Some parents say that the best way to ensure well-adjusted kids is with strict oversight, while others adopt the philosophy of “spare the rod and spoil the child”. But the truth is that there is no one formula for raising well-mannered children; it depends not only on your methods but also on your kids. As any parent knows, kids develop their own personalities early on, and each one may require different strategies when it comes to encouraging certain behaviors. However, there are steps you can take with all children to steer them in the right direction. Here are a few tips that might prove fruitful in producing polite kids.
- Start with please and thank you. Good manners start long before your children enter school or begin to interact socially with other kids. Teaching your offspring how to behave properly can begin when they’re toddlers. Speaking politely is only one part of exhibiting good manners, but asking for something they want with the word “please” and a pleasant tone, and then offering a genuine “thank you” when they get it is something that even small children can do. And it’s an excellent introduction to the concept of acceptable social behavior.
- Stress the importance of respect. Shouting, name-calling, hitting, intimidation, a refusal to share, and other types of disrespectful interaction should be dealt with immediately. It’s important to let kids know that these types of behaviors are inappropriate and hurtful to others. Ask them how they might feel if someone called them names or yanked away their favorite toy so you can help them to see their actions from the point of view of those they are mistreating. Very young children may not have the capacity to understand this lesson right away, but it will sink in over time as they become more aware of themselves in relation to other people.
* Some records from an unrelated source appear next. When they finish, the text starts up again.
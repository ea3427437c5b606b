//! Manifest store endpoints.
//!
//! `PUT /{id}` stores, `GET /{id}` returns the stored canonical bytes, `HEAD /{id}`
//! checks existence and `GET /?kind=` lists ids. Stored bodies are never
//! replaced: a second `PUT` of the same id succeeds without writing.

use axum::{
    body::Bytes,
    extract::{Path, Query, State},
    http::{header, StatusCode},
    response::{IntoResponse, Response},
    routing::get,
    Json, Router,
};
use provgraph_core::{claim_bytes, Manifest, ManifestId, ManifestKind};
use provgraph_crypto::{jcs_canonical_bytes, verify_declared};
use serde::{Deserialize, Serialize};
use tracing::info;

use super::AppState;
use crate::error::AppError;
use crate::models::NewManifestRecord;

/// Response for a successful store.
#[derive(Debug, Serialize, Deserialize)]
pub struct PutManifestResponse {
    pub id: String,
    /// False when the manifest was already stored
    pub created: bool,
}

#[derive(Debug, Serialize, Deserialize)]
pub struct ListManifestsResponse {
    pub ids: Vec<String>,
}

#[derive(Debug, Deserialize)]
pub struct ListQuery {
    pub kind: Option<String>,
}

/// Creates the manifests router.
pub fn router(state: AppState) -> Router {
    Router::new()
        .route("/", get(list_manifests))
        .route("/{id}", get(get_manifest).put(put_manifest))
        .with_state(state)
}

/// PUT /api/v1/manifests/{id}
async fn put_manifest(
    State(state): State<AppState>,
    Path(id): Path<String>,
    body: Bytes,
) -> Result<(StatusCode, Json<PutManifestResponse>), AppError> {
    let path_id = parse_id(&id)?;
    let manifest = check_manifest(&body)?;

    if manifest.id != path_id {
        return Err(AppError::Conflict(format!(
            "Body carries id {} but was sent to {}",
            manifest.id, path_id
        )));
    }

    let canonical = jcs_canonical_bytes(&manifest)
        .map_err(|e| AppError::Internal(format!("Failed to canonicalize manifest: {}", e)))?;
    let body = String::from_utf8(canonical)
        .map_err(|e| AppError::Internal(format!("Canonical JSON is not UTF-8: {}", e)))?;

    let record = NewManifestRecord {
        id: manifest.id.to_string(),
        kind: manifest.kind().as_str().to_string(),
        body,
        created_at: manifest.claim.created_at,
    };
    let created = state.repository.insert(&record).await?;

    info!(id = %manifest.id, kind = %record.kind, created, "Stored manifest");

    let status = if created { StatusCode::CREATED } else { StatusCode::OK };
    Ok((
        status,
        Json(PutManifestResponse {
            id: record.id,
            created,
        }),
    ))
}

/// GET (and HEAD) /api/v1/manifests/{id}
async fn get_manifest(
    State(state): State<AppState>,
    Path(id): Path<String>,
) -> Result<Response, AppError> {
    let id = parse_id(&id)?;
    let record = state
        .repository
        .fetch(id.as_str())
        .await?
        .ok_or_else(|| AppError::NotFound(format!("Manifest {} not found", id)))?;

    Ok(([(header::CONTENT_TYPE, "application/json")], record.body).into_response())
}

/// GET /api/v1/manifests?kind=
async fn list_manifests(
    State(state): State<AppState>,
    Query(query): Query<ListQuery>,
) -> Result<Json<ListManifestsResponse>, AppError> {
    let kind = query
        .kind
        .as_deref()
        .map(|k| k.parse::<ManifestKind>())
        .transpose()
        .map_err(|e| AppError::BadRequest(e.to_string()))?;

    let ids = state.repository.list_ids(kind.map(|k| k.as_str())).await?;
    Ok(Json(ListManifestsResponse { ids }))
}

fn parse_id(id: &str) -> Result<ManifestId, AppError> {
    ManifestId::parse(id).map_err(|e| AppError::BadRequest(e.to_string()))
}

/// Decodes a body and checks its content address and signature.
fn check_manifest(body: &[u8]) -> Result<Manifest, AppError> {
    let manifest: Manifest = serde_json::from_slice(body)
        .map_err(|e| AppError::BadRequest(format!("Body is not a manifest: {}", e)))?;

    manifest
        .check_id()
        .map_err(|e| AppError::BadRequest(e.to_string()))?;

    if let Some(block) = &manifest.signature {
        let bytes = claim_bytes(&manifest.claim)
            .map_err(|e| AppError::BadRequest(format!("Failed to canonicalize claim: {}", e)))?;
        if let Some(failure) = verify_declared(&bytes, block).failure {
            return Err(AppError::BadRequest(format!("Signature rejected: {}", failure)));
        }
    }

    Ok(manifest)
}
- Offer constructive criticism. Children are not always to blame when they display bad behavior. In most cases it is not willful; they have simply picked it up from those around them and they are trying it out as part of the natural learning process. Do you know why kids repeat bad words? First because they heard someone else say them, and then because they get a reaction. When you want to stop children from acting in a way that is rude, harsh reprimands or an explosive negative reaction may not help you to achieve your goal. You should gently explain that their behavior is impolite and then give them an example of a positive action they can try next time.
- Be a positive role model. If you think that shouting at your kids is the right way to stop them from shouting, or that they won’t pick up your bad habits after seeing you dress down an incompetent waiter or store clerk, think again. You are the first and most important behavioral model for your kids so if you want them to learn manners you need to give them a good example to follow.
- Teach compassion and tolerance. Good manners are no good if they are all show. Underlying substance of character will ensure that your kids don’t start misbehaving the moment they’re out of your sight. Whether you take them to church and have them say prayers, enroll them in charitable causes and activities, or introduce them to different peoples and cultures in order to ensure that they are well-rounded, a strong foundation in the tenets of acceptance and understanding will serve as the best basis for polite children.